• [Study material]
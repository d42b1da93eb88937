//! Rendering layer: all terminal I/O lives here.
//!
//! Each function receives a mutable writer and an immutable view of the
//! game world. No game logic is performed; this module only translates
//! world pixels into terminal cells and state into styled glyphs.

use std::io::Write;

use crossterm::{
    cursor,
    style::{self, Color, Print},
    terminal,
    QueueableCommand,
};
use fat_runner::config::Config;
use fat_runner::entities::{
    Boss, Enemy, EnemyKind, GamePhase, GameWorld, PlayerPose, PowerUp, PowerUpKind,
};

// ── Colour palette ────────────────────────────────────────────────────────────

const C_GROUND: Color = Color::DarkGrey;
const C_STRIPE: Color = Color::Yellow;
const C_PLAYER: Color = Color::White;
const C_PLAYER_FROZEN: Color = Color::Cyan;
const C_BATATA: Color = Color::Yellow;
const C_COXINHA: Color = Color::DarkYellow;
const C_PIZZA: Color = Color::Red;
const C_REFRI: Color = Color::Cyan;
const C_AGUA: Color = Color::Blue;
const C_SUCO: Color = Color::Magenta;
const C_BOSS: Color = Color::Red;
const C_HUD: Color = Color::White;
const C_NOTICE: Color = Color::Yellow;
const C_HINT: Color = Color::DarkGrey;

// ── World-to-cell mapping ─────────────────────────────────────────────────────

/// Maps world pixels onto the terminal grid. Row 0 is the HUD and the
/// last row is the hint line; the world squeezes into what is left.
struct Viewport {
    cols: u16,
    rows: u16,
    sx: f32,
    sy: f32,
}

impl Viewport {
    fn new(cols: u16, rows: u16, cfg: &Config) -> Viewport {
        Viewport {
            cols,
            rows,
            sx: cols as f32 / cfg.screen.width,
            sy: rows as f32 / cfg.screen.height,
        }
    }

    fn cell(&self, x: f32, y: f32) -> (u16, u16) {
        let col = (x * self.sx).round().clamp(0.0, self.cols.saturating_sub(1) as f32);
        let row = (y * self.sy).round().clamp(1.0, self.rows.saturating_sub(1) as f32);
        (col as u16, row as u16)
    }
}

// ── Public entry point ────────────────────────────────────────────────────────

/// Render one complete frame for whatever phase the world is in.
pub fn render<W: Write>(
    out: &mut W,
    world: &GameWorld,
    best_dist: u32,
    notice: Option<&str>,
) -> std::io::Result<()> {
    out.queue(terminal::Clear(terminal::ClearType::All))?;
    let (cols, rows) = terminal::size()?;
    let view = Viewport::new(cols, rows, &world.config);

    match world.phase {
        GamePhase::Menu => draw_menu(out, &view, best_dist)?,
        GamePhase::Playing => draw_play(out, world, &view, notice)?,
        GamePhase::GameOver => {
            draw_play(out, world, &view, notice)?;
            draw_game_over(out, world, &view, best_dist)?;
        }
    }

    // Park cursor in a harmless spot and flush
    out.queue(style::ResetColor)?;
    out.queue(cursor::MoveTo(0, rows.saturating_sub(1)))?;
    out.flush()?;
    Ok(())
}

// ── Play field ────────────────────────────────────────────────────────────────

fn draw_play<W: Write>(
    out: &mut W,
    world: &GameWorld,
    view: &Viewport,
    notice: Option<&str>,
) -> std::io::Result<()> {
    draw_ground(out, world, view)?;
    for enemy in &world.enemies {
        draw_enemy(out, enemy, view)?;
    }
    for powerup in &world.powerups {
        draw_powerup(out, powerup, view)?;
    }
    if let Some(boss) = &world.boss {
        draw_boss(out, boss, view)?;
    }
    draw_player(out, world, view)?;
    draw_hud(out, world, view)?;
    draw_hint(out, view, notice)?;
    Ok(())
}

fn draw_ground<W: Write>(
    out: &mut W,
    world: &GameWorld,
    view: &Viewport,
) -> std::io::Result<()> {
    let (_, ground_row) = view.cell(0.0, world.config.screen.ground_y());
    out.queue(cursor::MoveTo(0, ground_row))?;
    out.queue(style::SetForegroundColor(C_GROUND))?;
    out.queue(Print("▄".repeat(view.cols as usize)))?;

    // Road stripes scroll with the world so motion reads on a still screen.
    let period = 12.0;
    let offset = (world.player.dist_px * view.sx) % period;
    out.queue(style::SetForegroundColor(C_STRIPE))?;
    let mut col = -offset + period;
    while col < view.cols as f32 {
        if col >= 0.0 {
            out.queue(cursor::MoveTo(col as u16, ground_row))?;
            out.queue(Print("▬"))?;
        }
        col += period;
    }
    Ok(())
}

fn draw_player<W: Write>(
    out: &mut W,
    world: &GameWorld,
    view: &Viewport,
) -> std::io::Result<()> {
    let p = &world.player;
    let (col, row) = view.cell(p.rect.center_x(), p.rect.bottom());
    let color = if p.freeze_ms > 0.0 { C_PLAYER_FROZEN } else { C_PLAYER };
    out.queue(style::SetForegroundColor(color))?;

    // Two-row sprite; legs change with the pose.
    let legs = match p.pose {
        PlayerPose::Idle => "║",
        PlayerPose::Run => "Λ",
        PlayerPose::Jump => "┘",
    };
    out.queue(cursor::MoveTo(col, row.saturating_sub(2)))?;
    out.queue(Print("☻"))?;
    out.queue(cursor::MoveTo(col, row.saturating_sub(1)))?;
    out.queue(Print(legs))?;
    Ok(())
}

fn draw_enemy<W: Write>(out: &mut W, enemy: &Enemy, view: &Viewport) -> std::io::Result<()> {
    let (col, row) = view.cell(enemy.rect.center_x(), enemy.rect.bottom());
    let (glyph, color) = match enemy.kind {
        EnemyKind::Batata => ("┆┆", C_BATATA),
        EnemyKind::Coxinha => ("◢◣", C_COXINHA),
        EnemyKind::Pizza => ("◭▲", C_PIZZA),
        EnemyKind::Refri => ("[]", C_REFRI),
    };
    out.queue(cursor::MoveTo(col.saturating_sub(1), row.saturating_sub(1)))?;
    out.queue(style::SetForegroundColor(color))?;
    out.queue(Print(glyph))?;
    Ok(())
}

fn draw_powerup<W: Write>(out: &mut W, powerup: &PowerUp, view: &Viewport) -> std::io::Result<()> {
    let (col, row) = view.cell(powerup.rect.center_x(), powerup.rect.bottom());
    let (glyph, color) = match powerup.kind {
        PowerUpKind::Agua => ("○", C_AGUA),
        PowerUpKind::Suco => ("◙", C_SUCO),
    };
    out.queue(cursor::MoveTo(col, row.saturating_sub(1)))?;
    out.queue(style::SetForegroundColor(color))?;
    out.queue(Print(glyph))?;
    Ok(())
}

fn draw_boss<W: Write>(out: &mut W, boss: &Boss, view: &Viewport) -> std::io::Result<()> {
    let (col, row) = view.cell(boss.rect.center_x(), boss.rect.bottom());
    let lx = col.saturating_sub(1);
    out.queue(style::SetForegroundColor(C_BOSS))?;
    out.queue(cursor::MoveTo(lx, row.saturating_sub(3)))?;
    out.queue(Print("♥".repeat(boss.hp as usize)))?;
    out.queue(cursor::MoveTo(lx, row.saturating_sub(2)))?;
    out.queue(Print("▛█▜"))?;
    out.queue(cursor::MoveTo(lx, row.saturating_sub(1)))?;
    out.queue(Print("▙█▟"))?;
    Ok(())
}

// ── HUD (row 0) ───────────────────────────────────────────────────────────────

fn draw_hud<W: Write>(out: &mut W, world: &GameWorld, view: &Viewport) -> std::io::Result<()> {
    let wt = &world.config.weight;
    let pct = ((world.player.weight - wt.min) / (wt.max - wt.min)).clamp(0.0, 1.0);

    // Weight bar, coloured by how close the player is to bursting.
    const BAR: usize = 20;
    let fill = (BAR as f32 * pct).round() as usize;
    let bar_color = if pct < 0.6 {
        Color::Green
    } else if pct < 0.9 {
        Color::Yellow
    } else {
        Color::Red
    };
    out.queue(cursor::MoveTo(1, 0))?;
    out.queue(style::SetForegroundColor(bar_color))?;
    out.queue(Print(format!(
        "[{}{}]",
        "█".repeat(fill),
        "░".repeat(BAR - fill)
    )))?;
    out.queue(style::SetForegroundColor(C_HUD))?;
    out.queue(Print(format!(" Peso: {:.1} kg", world.player.weight)))?;

    // Freeze banner, centre
    if world.player.freeze_ms > 0.0 {
        let banner = "CONGELADO!";
        let col = (view.cols / 2).saturating_sub(banner.chars().count() as u16 / 2);
        out.queue(cursor::MoveTo(col, 0))?;
        out.queue(style::SetForegroundColor(C_PLAYER_FROZEN))?;
        out.queue(Print(banner))?;
    }

    // Distance, right
    let dist = format!("Distância: {} px", world.player.dist_px as u32);
    let col = view.cols.saturating_sub(dist.chars().count() as u16 + 1);
    out.queue(cursor::MoveTo(col, 0))?;
    out.queue(style::SetForegroundColor(C_HUD))?;
    out.queue(Print(&dist))?;
    Ok(())
}

// ── Hint / notice line (last row) ─────────────────────────────────────────────

fn draw_hint<W: Write>(
    out: &mut W,
    view: &Viewport,
    notice: Option<&str>,
) -> std::io::Result<()> {
    out.queue(cursor::MoveTo(1, view.rows.saturating_sub(1)))?;
    out.queue(style::SetForegroundColor(C_HINT))?;
    out.queue(Print("← → / A D : Mover   ESPAÇO : Pular   Q : Sair"))?;

    if let Some(msg) = notice {
        let col = view.cols.saturating_sub(msg.chars().count() as u16 + 1);
        out.queue(cursor::MoveTo(col, view.rows.saturating_sub(1)))?;
        out.queue(style::SetForegroundColor(C_NOTICE))?;
        out.queue(Print(msg))?;
    }
    Ok(())
}

// ── Menu ──────────────────────────────────────────────────────────────────────

fn draw_menu<W: Write>(out: &mut W, view: &Viewport, best_dist: u32) -> std::io::Result<()> {
    let cx = view.cols / 2;
    let cy = view.rows / 2;

    let title = "★  FAT  RUNNER  ★";
    out.queue(cursor::MoveTo(
        cx.saturating_sub(title.chars().count() as u16 / 2),
        cy.saturating_sub(6),
    ))?;
    out.queue(style::SetForegroundColor(Color::Cyan))?;
    out.queue(Print(title))?;

    if best_dist > 0 {
        let best = format!("Melhor distância: {} px", best_dist);
        out.queue(cursor::MoveTo(
            cx.saturating_sub(best.chars().count() as u16 / 2),
            cy.saturating_sub(4),
        ))?;
        out.queue(style::SetForegroundColor(Color::Yellow))?;
        out.queue(Print(&best))?;
    }

    let legend: &[(&str, Color, &str)] = &[
        ("┆┆", C_BATATA, " batata  — engorda"),
        ("◢◣", C_COXINHA, " coxinha — engorda e deixa lento"),
        ("◭▲", C_PIZZA, " pizza   — engorda"),
        ("[]", C_REFRI, " refri   — engorda e congela"),
        ("○", C_AGUA, "  água    — emagrece 10 kg"),
        ("◙", C_SUCO, "  suco    — emagrece 15 kg"),
    ];
    for (i, (sym, color, desc)) in legend.iter().enumerate() {
        out.queue(cursor::MoveTo(cx.saturating_sub(16), cy.saturating_sub(2) + i as u16))?;
        out.queue(style::SetForegroundColor(*color))?;
        out.queue(Print(*sym))?;
        out.queue(style::SetForegroundColor(C_HINT))?;
        out.queue(Print(*desc))?;
    }

    let hint = "ENTER : Jogar   Q : Sair";
    out.queue(cursor::MoveTo(
        cx.saturating_sub(hint.chars().count() as u16 / 2),
        cy + 6,
    ))?;
    out.queue(style::SetForegroundColor(Color::White))?;
    out.queue(Print(hint))?;
    Ok(())
}

// ── Game-over overlay ─────────────────────────────────────────────────────────

fn draw_game_over<W: Write>(
    out: &mut W,
    world: &GameWorld,
    view: &Viewport,
    best_dist: u32,
) -> std::io::Result<()> {
    let dist = world.player.dist_px as u32;
    let dist_line = format!("Distância: {:>6} px", dist);
    let best = best_dist.max(dist);
    let best_line = if dist >= best_dist && dist > 0 {
        format!("★ NOVO RECORDE: {:>6} px ★", best)
    } else {
        format!("Melhor: {:>6} px", best)
    };

    let lines: &[&str] = &[
        "╔════════════════════╗",
        "║     GAME  OVER     ║",
        "╚════════════════════╝",
    ];
    let cx = view.cols / 2;
    let total_rows = lines.len() as u16 + 3;
    let start_row = (view.rows / 2).saturating_sub(total_rows / 2);

    out.queue(style::SetForegroundColor(Color::Red))?;
    for (i, msg) in lines.iter().enumerate() {
        let col = cx.saturating_sub(msg.chars().count() as u16 / 2);
        out.queue(cursor::MoveTo(col, start_row + i as u16))?;
        out.queue(Print(*msg))?;
    }

    let dist_row = start_row + lines.len() as u16;
    let col = cx.saturating_sub(dist_line.chars().count() as u16 / 2);
    out.queue(cursor::MoveTo(col, dist_row))?;
    out.queue(style::SetForegroundColor(Color::Yellow))?;
    out.queue(Print(&dist_line))?;

    let best_color = if dist >= best_dist && dist > 0 {
        Color::Yellow
    } else {
        Color::DarkGrey
    };
    let col = cx.saturating_sub(best_line.chars().count() as u16 / 2);
    out.queue(cursor::MoveTo(col, dist_row + 1))?;
    out.queue(style::SetForegroundColor(best_color))?;
    out.queue(Print(&best_line))?;

    let hint = "R : Jogar de novo   Q : Sair";
    let col = cx.saturating_sub(hint.chars().count() as u16 / 2);
    out.queue(cursor::MoveTo(col, dist_row + 2))?;
    out.queue(style::SetForegroundColor(Color::White))?;
    out.queue(Print(hint))?;
    Ok(())
}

• [Try it] For this task, write out exactly the lines of the entries above, starting at the line with "const C_PIZZA: Color = Color::Red;" and ending at the line with "const C_NOTICE: Color = Color::Yellow;", both included, and no others.

• [Expected answer]
const C_PIZZA: Color = Color::Red;
const C_REFRI: Color = Color::Cyan;
const C_AGUA: Color = Color::Blue;
const C_SUCO: Color = Color::Magenta;
const C_BOSS: Color = Color::Red;
const C_HUD: Color = Color::White;
const C_NOTICE: Color = Color::Yellow;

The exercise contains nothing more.